Supplied data: Begin

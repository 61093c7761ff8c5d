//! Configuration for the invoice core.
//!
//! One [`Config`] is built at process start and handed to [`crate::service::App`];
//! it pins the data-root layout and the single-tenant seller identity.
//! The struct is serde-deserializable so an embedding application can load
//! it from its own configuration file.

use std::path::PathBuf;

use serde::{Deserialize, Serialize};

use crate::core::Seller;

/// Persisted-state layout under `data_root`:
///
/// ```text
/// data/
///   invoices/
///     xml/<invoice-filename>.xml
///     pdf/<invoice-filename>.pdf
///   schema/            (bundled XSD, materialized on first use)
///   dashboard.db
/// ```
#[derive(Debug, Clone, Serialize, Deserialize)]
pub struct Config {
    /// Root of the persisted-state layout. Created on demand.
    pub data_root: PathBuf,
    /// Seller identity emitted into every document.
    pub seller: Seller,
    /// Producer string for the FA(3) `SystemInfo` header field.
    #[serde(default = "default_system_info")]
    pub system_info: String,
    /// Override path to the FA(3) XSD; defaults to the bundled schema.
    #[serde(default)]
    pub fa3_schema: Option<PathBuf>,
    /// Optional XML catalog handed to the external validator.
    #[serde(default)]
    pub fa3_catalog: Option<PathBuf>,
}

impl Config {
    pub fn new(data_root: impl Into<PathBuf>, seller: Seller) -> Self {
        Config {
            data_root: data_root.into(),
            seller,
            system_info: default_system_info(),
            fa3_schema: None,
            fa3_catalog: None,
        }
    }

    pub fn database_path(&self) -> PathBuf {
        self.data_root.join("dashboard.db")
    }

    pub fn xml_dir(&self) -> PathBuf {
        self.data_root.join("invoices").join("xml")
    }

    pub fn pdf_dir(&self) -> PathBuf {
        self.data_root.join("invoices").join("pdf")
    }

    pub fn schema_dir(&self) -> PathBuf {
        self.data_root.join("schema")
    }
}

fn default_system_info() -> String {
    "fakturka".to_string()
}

Supplied data: End

- The problem
Write out the material above exactly and in full.

- Written response
repository 61093c7761ff8c5d
//! Configuration for the invoice core.
//!
//! One [`Config`] is built at process start and handed to [`crate::service::App`];
//! it pins the data-root layout and the single-tenant seller identity.
//! The struct is serde-deserializable so an embedding application can load
//! it from its own configuration file.

use std::path::PathBuf;

use serde::{Deserialize, Serialize};

use crate::core::Seller;

/// Persisted-state layout under `data_root`:
///
/// ```text
/// data/
///   invoices/
///     xml/<invoice-filename>.xml
///     pdf/<invoice-filename>.pdf
///   schema/            (bundled XSD, materialized on first use)
///   dashboard.db
/// ```
#[derive(Debug, Clone, Serialize, Deserialize)]
pub struct Config {
    /// Root of the persisted-state layout. Created on demand.
    pub data_root: PathBuf,
    /// Seller identity emitted into every document.
    pub seller: Seller,
    /// Producer string for the FA(3) `SystemInfo` header field.
    #[serde(default = "default_system_info")]
    pub system_info: String,
    /// Override path to the FA(3) XSD; defaults to the bundled schema.
    #[serde(default)]
    pub fa3_schema: Option<PathBuf>,
    /// Optional XML catalog handed to the external validator.
    #[serde(default)]
    pub fa3_catalog: Option<PathBuf>,
}

impl Config {
    pub fn new(data_root: impl Into<PathBuf>, seller: Seller) -> Self {
        Config {
            data_root: data_root.into(),
            seller,
            system_info: default_system_info(),
            fa3_schema: None,
            fa3_catalog: None,
        }
    }

    pub fn database_path(&self) -> PathBuf {
        self.data_root.join("dashboard.db")
    }

    pub fn xml_dir(&self) -> PathBuf {
        self.data_root.join("invoices").join("xml")
    }

    pub fn pdf_dir(&self) -> PathBuf {
        self.data_root.join("invoices").join("pdf")
    }

    pub fn schema_dir(&self) -> PathBuf {
        self.data_root.join("schema")
    }
}

fn default_system_info() -> String {
    "fakturka".to_string()
}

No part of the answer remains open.